The patient then proceeded to theatre within fifteen minutes covered with intravenous fentanyl and medazolam and monitored using a blood pressure cuff and pulse/oximeter. A urethral dilation was carried out prior to passage of a 24 french gauge resectoscope sheath. A rigid resection of 1.7 grammes of tumour was carried out down to muscle and was well tolerated throughout by the patient. The patient reported some minor discomfort on resecting the far right lateral aspect of tumour which had been difficult to access for local anaesthetic infiltration due to the length of the needle. Subsequent pathology has demonstrated grade 3 pT1 transitional cell carcinoma of the bladder with no muscle invasion. Following discussion at the multidisciplinary team meeting he has been commenced on a course of BCG.

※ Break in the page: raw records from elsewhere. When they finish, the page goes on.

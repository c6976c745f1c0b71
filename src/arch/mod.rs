//! # Hardware Abstraction Layer (HAL)
//!
//! Única ponte entre o núcleo (lógica agnóstica) e o hardware real.
//!
//! 1. O núcleo importa `crate::arch::Cpu`.
//! 2. `Cpu` é um *type alias* para a implementação concreta (`x86::X86Cpu`).
//! 3. Em `cfg(test)` o alias aponta para `test::MockCpu`, que roda no host:
//!    `cli`/`sti` viram flags por thread e `hang()` vira `panic!`.

pub mod traits;

#[cfg(any(target_arch = "x86", target_arch = "x86_64"))]
pub mod x86;

#[cfg(any(target_arch = "x86", target_arch = "x86_64"))]
pub use x86 as platform;


#[cfg(not(test))]
pub use platform::Cpu;
#[cfg(test)]
pub use test::MockCpu as Cpu;

pub use platform::TrapFrame;
pub use traits::*;
//! Tradução virtual → física no espaço de endereçamento do kernel.
//!
//! O alocador só precisa de uma operação da paginação: achar a entrada de
//! página de um endereço virtual para calcular o físico correspondente.

use super::config::{FRAME_SIZE, PAGE_OFFSET_BITS, PAGE_OFFSET_MASK};
use bitflags::bitflags;

bitflags! {
    /// Flags de uma entrada de page table i386.
    #[derive(Clone, Copy, Debug, PartialEq, Eq)]
    pub struct PageFlags: u32 {
        const PRESENT = 1 << 0;
        const WRITABLE = 1 << 1;
        const USER = 1 << 2;
        const WRITE_THROUGH = 1 << 3;
        const NO_CACHE = 1 << 4;
        const ACCESSED = 1 << 5;
        const DIRTY = 1 << 6;
        const GLOBAL = 1 << 8;
    }
}

/// Entrada de page table decodificada.
#[derive(Debug, Clone, Copy, PartialEq, Eq)]
pub struct PageEntry {
    /// Número do frame físico
    pub frame: usize,
    pub flags: PageFlags,
}

impl PageEntry {
    pub const fn new(frame: usize, flags: PageFlags) -> Self {
        Self { frame, flags }
    }

    /// Decodifica uma PTE i386 crua (frame nos 20 bits altos).
    pub const fn from_raw(raw: u32) -> Self {
        Self {
            frame: (raw >> PAGE_OFFSET_BITS) as usize,
            flags: PageFlags::from_bits_truncate(raw),
        }
    }

    pub fn is_present(&self) -> bool {
        self.flags.contains(PageFlags::PRESENT)
    }

    /// Endereço físico de `virt`, que deve pertencer a esta página.
    #[inline]
    pub fn physical(&self, virt: usize) -> usize {
        self.frame * FRAME_SIZE + (virt & PAGE_OFFSET_MASK)
    }
}

/// Resolve páginas do espaço de endereçamento do kernel.
pub trait PageResolver: Sync {
    /// Entrada de página que cobre `virt`.
    ///
    /// Com `create`, a tabela intermediária é criada se faltar.
    fn resolve_page(&self, virt: usize, create: bool) -> Option<PageEntry>;
}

Although it is difficult to quantify exactly an individual person's potential operative mortality it was determined by two independent specialists that the patient described would be at significant risk. This clinical dilemma is not unusual in the management of patients with bladder tumours. The size and position of the tumour described in the above case has allowed the patient to undergo potentially curative surgery as well as accurate pathological staging to determine his disease prognosis. This has changed his management as an informed decision could be made regarding the necessity for post operative BCG therapy. Having reflected on our first experience using trans rectal ultrasound guided local anaesthetic infiltration we would consider using a longer needle in future cases to allow greater access. Trans rectal ultrasound guided local anaesthetic needle injection is well tolerated and can be used safely to allow rigid transurethral resection of tumours affecting the bladder base in high risk patients without need for general or spinal anaesthetic.